Problem details »
The entries below should be copied exactly and completely.

Collected data

----

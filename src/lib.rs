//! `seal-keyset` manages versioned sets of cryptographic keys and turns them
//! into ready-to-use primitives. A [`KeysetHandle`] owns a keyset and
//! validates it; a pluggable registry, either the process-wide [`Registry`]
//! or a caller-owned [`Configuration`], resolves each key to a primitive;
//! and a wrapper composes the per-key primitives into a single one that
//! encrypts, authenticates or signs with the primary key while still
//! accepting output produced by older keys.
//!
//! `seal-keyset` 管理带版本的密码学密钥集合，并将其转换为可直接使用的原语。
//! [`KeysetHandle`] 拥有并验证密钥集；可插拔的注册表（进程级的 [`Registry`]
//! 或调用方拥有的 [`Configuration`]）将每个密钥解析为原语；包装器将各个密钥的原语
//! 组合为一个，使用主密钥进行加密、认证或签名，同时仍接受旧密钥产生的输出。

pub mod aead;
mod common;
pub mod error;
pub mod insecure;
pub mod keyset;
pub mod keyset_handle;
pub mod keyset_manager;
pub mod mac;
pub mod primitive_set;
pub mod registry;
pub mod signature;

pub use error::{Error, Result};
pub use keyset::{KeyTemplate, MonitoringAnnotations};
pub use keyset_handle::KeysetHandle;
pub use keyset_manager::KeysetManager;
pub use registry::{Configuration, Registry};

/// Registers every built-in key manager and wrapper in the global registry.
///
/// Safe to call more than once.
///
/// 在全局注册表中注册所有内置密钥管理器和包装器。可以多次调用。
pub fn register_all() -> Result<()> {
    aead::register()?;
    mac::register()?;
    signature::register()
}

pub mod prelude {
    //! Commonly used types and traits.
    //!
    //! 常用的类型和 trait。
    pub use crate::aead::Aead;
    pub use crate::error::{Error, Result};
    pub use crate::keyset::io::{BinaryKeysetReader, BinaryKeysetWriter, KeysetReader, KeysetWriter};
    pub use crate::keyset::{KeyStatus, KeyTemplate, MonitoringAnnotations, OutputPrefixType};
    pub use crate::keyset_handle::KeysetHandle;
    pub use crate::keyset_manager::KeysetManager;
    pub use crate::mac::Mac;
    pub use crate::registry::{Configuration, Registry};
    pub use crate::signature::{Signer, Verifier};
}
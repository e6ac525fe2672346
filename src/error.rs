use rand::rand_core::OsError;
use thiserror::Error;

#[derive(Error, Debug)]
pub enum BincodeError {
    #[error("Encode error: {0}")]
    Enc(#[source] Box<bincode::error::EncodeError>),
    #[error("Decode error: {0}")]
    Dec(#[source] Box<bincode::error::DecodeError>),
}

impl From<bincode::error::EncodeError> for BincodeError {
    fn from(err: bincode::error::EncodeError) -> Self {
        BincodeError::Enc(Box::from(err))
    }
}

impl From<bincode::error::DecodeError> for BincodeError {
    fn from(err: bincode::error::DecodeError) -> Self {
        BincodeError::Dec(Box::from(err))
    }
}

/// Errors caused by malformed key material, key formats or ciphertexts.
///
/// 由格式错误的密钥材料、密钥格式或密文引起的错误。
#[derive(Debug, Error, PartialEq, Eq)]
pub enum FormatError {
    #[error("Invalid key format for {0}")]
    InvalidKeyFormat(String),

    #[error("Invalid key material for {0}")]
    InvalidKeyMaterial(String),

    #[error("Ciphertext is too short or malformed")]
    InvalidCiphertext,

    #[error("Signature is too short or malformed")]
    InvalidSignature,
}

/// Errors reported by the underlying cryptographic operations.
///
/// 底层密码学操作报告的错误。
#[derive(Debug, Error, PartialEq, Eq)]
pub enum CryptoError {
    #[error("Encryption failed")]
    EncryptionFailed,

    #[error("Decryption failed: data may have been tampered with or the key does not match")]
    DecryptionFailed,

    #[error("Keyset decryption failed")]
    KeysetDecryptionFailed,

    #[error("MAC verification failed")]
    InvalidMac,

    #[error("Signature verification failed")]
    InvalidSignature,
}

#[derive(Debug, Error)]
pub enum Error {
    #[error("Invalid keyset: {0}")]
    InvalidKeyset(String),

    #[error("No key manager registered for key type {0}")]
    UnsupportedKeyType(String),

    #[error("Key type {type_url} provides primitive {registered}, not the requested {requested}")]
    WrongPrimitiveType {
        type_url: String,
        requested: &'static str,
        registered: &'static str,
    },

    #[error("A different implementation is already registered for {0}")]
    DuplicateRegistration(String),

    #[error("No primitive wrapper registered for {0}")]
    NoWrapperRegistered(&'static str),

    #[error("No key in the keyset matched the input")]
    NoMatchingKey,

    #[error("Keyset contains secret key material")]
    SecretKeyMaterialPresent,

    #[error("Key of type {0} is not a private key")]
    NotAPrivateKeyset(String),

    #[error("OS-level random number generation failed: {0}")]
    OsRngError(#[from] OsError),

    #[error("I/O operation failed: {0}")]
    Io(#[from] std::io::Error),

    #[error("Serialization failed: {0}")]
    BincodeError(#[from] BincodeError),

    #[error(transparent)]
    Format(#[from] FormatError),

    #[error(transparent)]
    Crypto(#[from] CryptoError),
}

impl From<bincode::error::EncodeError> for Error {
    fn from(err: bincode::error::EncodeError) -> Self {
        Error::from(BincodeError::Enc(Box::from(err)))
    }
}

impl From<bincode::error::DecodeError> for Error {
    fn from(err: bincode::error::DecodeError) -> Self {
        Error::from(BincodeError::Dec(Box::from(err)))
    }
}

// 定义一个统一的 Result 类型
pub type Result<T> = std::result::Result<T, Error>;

----

Result »
filename src/lib.rs
//! `seal-keyset` manages versioned sets of cryptographic keys and turns them
//! into ready-to-use primitives. A [`KeysetHandle`] owns a keyset and
//! validates it; a pluggable registry, either the process-wide [`Registry`]
//! or a caller-owned [`Configuration`], resolves each key to a primitive;
//! and a wrapper composes the per-key primitives into a single one that
//! encrypts, authenticates or signs with the primary key while still
//! accepting output produced by older keys.
//!
//! `seal-keyset` 管理带版本的密码学密钥集合，并将其转换为可直接使用的原语。
//! [`KeysetHandle`] 拥有并验证密钥集；可插拔的注册表（进程级的 [`Registry`]
//! 或调用方拥有的 [`Configuration`]）将每个密钥解析为原语；包装器将各个密钥的原语
//! 组合为一个，使用主密钥进行加密、认证或签名，同时仍接受旧密钥产生的输出。

pub mod aead;
mod common;
pub mod error;
pub mod insecure;
pub mod keyset;
pub mod keyset_handle;
pub mod keyset_manager;
pub mod mac;
pub mod primitive_set;
pub mod registry;
pub mod signature;

pub use error::{Error, Result};
pub use keyset::{KeyTemplate, MonitoringAnnotations};
pub use keyset_handle::KeysetHandle;
pub use keyset_manager::KeysetManager;
pub use registry::{Configuration, Registry};

/// Registers every built-in key manager and wrapper in the global registry.
///
/// Safe to call more than once.
///
/// 在全局注册表中注册所有内置密钥管理器和包装器。可以多次调用。
pub fn register_all() -> Result<()> {
    aead::register()?;
    mac::register()?;
    signature::register()
}

pub mod prelude {
    //! Commonly used types and traits.
    //!
    //! 常用的类型和 trait。
    pub use crate::aead::Aead;
    pub use crate::error::{Error, Result};
    pub use crate::keyset::io::{BinaryKeysetReader, BinaryKeysetWriter, KeysetReader, KeysetWriter};
    pub use crate::keyset::{KeyStatus, KeyTemplate, MonitoringAnnotations, OutputPrefixType};
    pub use crate::keyset_handle::KeysetHandle;
    pub use crate::keyset_manager::KeysetManager;
    pub use crate::mac::Mac;
    pub use crate::registry::{Configuration, Registry};
    pub use crate::signature::{Signer, Verifier};
}
repository e6ac525fe2672346
filename src/error.rs
use rand::rand_core::OsError;
use thiserror::Error;

#[derive(Error, Debug)]
pub enum BincodeError {
    #[error("Encode error: {0}")]
    Enc(#[source] Box<bincode::error::EncodeError>),
    #[error("Decode error: {0}")]
    Dec(#[source] Box<bincode::error::DecodeError>),
}

impl From<bincode::error::EncodeError> for BincodeError {
    fn from(err: bincode::error::EncodeError) -> Self {
        BincodeError::Enc(Box::from(err))
    }
}

impl From<bincode::error::DecodeError> for BincodeError {
    fn from(err: bincode::error::DecodeError) -> Self {
        BincodeError::Dec(Box::from(err))
    }
}

/// Errors caused by malformed key material, key formats or ciphertexts.
///
/// 由格式错误的密钥材料、密钥格式或密文引起的错误。
#[derive(Debug, Error, PartialEq, Eq)]
pub enum FormatError {
    #[error("Invalid key format for {0}")]
    InvalidKeyFormat(String),

    #[error("Invalid key material for {0}")]
    InvalidKeyMaterial(String),

    #[error("Ciphertext is too short or malformed")]
    InvalidCiphertext,

    #[error("Signature is too short or malformed")]
    InvalidSignature,
}

/// Errors reported by the underlying cryptographic operations.
///
/// 底层密码学操作报告的错误。
#[derive(Debug, Error, PartialEq, Eq)]
pub enum CryptoError {
    #[error("Encryption failed")]
    EncryptionFailed,

    #[error("Decryption failed: data may have been tampered with or the key does not match")]
    DecryptionFailed,

    #[error("Keyset decryption failed")]
    KeysetDecryptionFailed,

    #[error("MAC verification failed")]
    InvalidMac,

    #[error("Signature verification failed")]
    InvalidSignature,
}

#[derive(Debug, Error)]
pub enum Error {
    #[error("Invalid keyset: {0}")]
    InvalidKeyset(String),

    #[error("No key manager registered for key type {0}")]
    UnsupportedKeyType(String),

    #[error("Key type {type_url} provides primitive {registered}, not the requested {requested}")]
    WrongPrimitiveType {
        type_url: String,
        requested: &'static str,
        registered: &'static str,
    },

    #[error("A different implementation is already registered for {0}")]
    DuplicateRegistration(String),

    #[error("No primitive wrapper registered for {0}")]
    NoWrapperRegistered(&'static str),

    #[error("No key in the keyset matched the input")]
    NoMatchingKey,

    #[error("Keyset contains secret key material")]
    SecretKeyMaterialPresent,

    #[error("Key of type {0} is not a private key")]
    NotAPrivateKeyset(String),

    #[error("OS-level random number generation failed: {0}")]
    OsRngError(#[from] OsError),

    #[error("I/O operation failed: {0}")]
    Io(#[from] std::io::Error),

    #[error("Serialization failed: {0}")]
    BincodeError(#[from] BincodeError),

    #[error(transparent)]
    Format(#[from] FormatError),

    #[error(transparent)]
    Crypto(#[from] CryptoError),
}

impl From<bincode::error::EncodeError> for Error {
    fn from(err: bincode::error::EncodeError) -> Self {
        Error::from(BincodeError::Enc(Box::from(err)))
    }
}

impl From<bincode::error::DecodeError> for Error {
    fn from(err: bincode::error::DecodeError) -> Self {
        Error::from(BincodeError::Dec(Box::from(err)))
    }
}

// 定义一个统一的 Result 类型
pub type Result<T> = std::result::Result<T, Error>;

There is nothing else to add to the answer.